— EXERCISE PROMPT —
Copy out the lines of the records below, and only those lines, from the one with "transaction's only job" through the one with "of the run.", exactly as they appear.

** Opening RECORDED DATA block **

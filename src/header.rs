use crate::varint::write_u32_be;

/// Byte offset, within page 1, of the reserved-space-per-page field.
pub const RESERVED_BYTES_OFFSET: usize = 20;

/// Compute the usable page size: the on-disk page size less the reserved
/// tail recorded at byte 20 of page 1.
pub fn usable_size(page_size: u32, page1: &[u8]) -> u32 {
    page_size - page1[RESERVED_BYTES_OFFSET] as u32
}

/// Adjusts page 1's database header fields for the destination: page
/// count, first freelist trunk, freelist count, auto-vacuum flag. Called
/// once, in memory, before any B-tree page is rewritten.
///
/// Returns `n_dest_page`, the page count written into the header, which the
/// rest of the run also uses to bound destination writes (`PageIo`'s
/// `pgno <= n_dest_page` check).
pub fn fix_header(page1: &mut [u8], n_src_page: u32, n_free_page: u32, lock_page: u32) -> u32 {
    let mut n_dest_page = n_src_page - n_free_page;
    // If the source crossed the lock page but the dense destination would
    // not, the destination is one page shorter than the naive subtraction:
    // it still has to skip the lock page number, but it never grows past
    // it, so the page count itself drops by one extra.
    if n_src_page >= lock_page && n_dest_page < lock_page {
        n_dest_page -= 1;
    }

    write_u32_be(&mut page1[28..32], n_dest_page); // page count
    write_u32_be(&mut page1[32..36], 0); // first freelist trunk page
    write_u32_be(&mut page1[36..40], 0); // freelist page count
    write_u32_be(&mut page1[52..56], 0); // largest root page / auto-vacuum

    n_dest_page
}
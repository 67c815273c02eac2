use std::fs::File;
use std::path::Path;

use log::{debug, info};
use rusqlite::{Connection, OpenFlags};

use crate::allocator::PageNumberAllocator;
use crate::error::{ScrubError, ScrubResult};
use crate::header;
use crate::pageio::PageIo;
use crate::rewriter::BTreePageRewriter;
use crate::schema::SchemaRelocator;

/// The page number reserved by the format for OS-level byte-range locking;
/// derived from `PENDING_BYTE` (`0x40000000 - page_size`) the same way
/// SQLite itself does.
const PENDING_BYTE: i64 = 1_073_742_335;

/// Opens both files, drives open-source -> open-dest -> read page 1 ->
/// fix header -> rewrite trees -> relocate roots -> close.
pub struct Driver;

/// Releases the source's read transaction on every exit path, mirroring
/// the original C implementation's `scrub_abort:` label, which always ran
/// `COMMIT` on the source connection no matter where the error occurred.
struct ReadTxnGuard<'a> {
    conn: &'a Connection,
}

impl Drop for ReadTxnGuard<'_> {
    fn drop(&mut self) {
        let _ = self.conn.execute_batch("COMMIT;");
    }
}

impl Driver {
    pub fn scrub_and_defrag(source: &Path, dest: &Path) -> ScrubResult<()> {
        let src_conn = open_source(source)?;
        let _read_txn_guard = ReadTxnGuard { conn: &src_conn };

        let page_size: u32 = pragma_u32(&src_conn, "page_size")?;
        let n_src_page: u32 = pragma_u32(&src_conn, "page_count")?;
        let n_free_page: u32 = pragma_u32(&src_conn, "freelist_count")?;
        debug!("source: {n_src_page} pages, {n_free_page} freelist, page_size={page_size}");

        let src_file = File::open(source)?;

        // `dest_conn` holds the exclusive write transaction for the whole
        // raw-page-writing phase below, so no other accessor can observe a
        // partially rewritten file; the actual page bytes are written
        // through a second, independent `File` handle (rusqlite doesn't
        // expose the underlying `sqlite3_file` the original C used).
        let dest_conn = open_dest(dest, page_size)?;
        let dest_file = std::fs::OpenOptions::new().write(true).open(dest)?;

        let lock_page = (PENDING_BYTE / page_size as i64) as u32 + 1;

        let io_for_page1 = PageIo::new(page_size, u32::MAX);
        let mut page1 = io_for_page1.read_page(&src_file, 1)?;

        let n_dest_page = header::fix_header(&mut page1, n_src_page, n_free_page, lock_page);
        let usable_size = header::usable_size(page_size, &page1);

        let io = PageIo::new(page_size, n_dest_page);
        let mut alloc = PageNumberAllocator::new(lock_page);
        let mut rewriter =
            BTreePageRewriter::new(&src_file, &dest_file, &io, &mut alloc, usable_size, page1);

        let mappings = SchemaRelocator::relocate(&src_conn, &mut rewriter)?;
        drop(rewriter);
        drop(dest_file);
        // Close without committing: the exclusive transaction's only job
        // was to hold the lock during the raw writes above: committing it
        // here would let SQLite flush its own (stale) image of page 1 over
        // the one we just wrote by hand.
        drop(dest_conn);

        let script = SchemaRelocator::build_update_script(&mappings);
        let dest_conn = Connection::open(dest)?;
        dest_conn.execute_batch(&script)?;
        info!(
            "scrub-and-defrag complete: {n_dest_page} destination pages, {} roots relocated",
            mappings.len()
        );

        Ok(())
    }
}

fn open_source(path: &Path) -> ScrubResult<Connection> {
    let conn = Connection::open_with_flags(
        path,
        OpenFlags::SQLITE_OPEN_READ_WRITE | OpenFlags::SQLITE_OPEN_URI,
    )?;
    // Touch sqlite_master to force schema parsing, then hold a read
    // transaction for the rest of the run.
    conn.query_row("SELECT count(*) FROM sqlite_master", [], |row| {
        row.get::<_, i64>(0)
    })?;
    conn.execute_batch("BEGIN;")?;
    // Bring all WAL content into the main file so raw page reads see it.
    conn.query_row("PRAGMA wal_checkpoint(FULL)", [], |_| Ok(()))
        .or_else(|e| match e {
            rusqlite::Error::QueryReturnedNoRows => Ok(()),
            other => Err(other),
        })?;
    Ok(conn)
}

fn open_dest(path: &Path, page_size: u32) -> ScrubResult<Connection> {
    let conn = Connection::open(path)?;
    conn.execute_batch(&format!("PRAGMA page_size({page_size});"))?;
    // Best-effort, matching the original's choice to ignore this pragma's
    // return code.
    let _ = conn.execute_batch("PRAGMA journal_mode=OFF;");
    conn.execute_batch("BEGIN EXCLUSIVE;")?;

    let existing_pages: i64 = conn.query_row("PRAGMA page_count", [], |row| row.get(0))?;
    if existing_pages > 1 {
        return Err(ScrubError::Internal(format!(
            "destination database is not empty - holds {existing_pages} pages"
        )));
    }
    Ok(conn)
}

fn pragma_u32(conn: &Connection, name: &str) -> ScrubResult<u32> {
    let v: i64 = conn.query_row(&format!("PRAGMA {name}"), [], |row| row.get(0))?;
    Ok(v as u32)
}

** Closing RECORDED DATA block **

— THE ANSWER —
        // Close without committing: the exclusive transaction's only job
        // was to hold the lock during the raw writes above: committing it
        // here would let SQLite flush its own (stale) image of page 1 over
        // the one we just wrote by hand.
        drop(dest_conn);

        let script = SchemaRelocator::build_update_script(&mappings);
        let dest_conn = Connection::open(dest)?;
        dest_conn.execute_batch(&script)?;
        info!(
            "scrub-and-defrag complete: {n_dest_page} destination pages, {} roots relocated",
            mappings.len()
        );

        Ok(())
    }
}

fn open_source(path: &Path) -> ScrubResult<Connection> {
    let conn = Connection::open_with_flags(
        path,
        OpenFlags::SQLITE_OPEN_READ_WRITE | OpenFlags::SQLITE_OPEN_URI,
    )?;
    // Touch sqlite_master to force schema parsing, then hold a read
    // transaction for the rest of the run.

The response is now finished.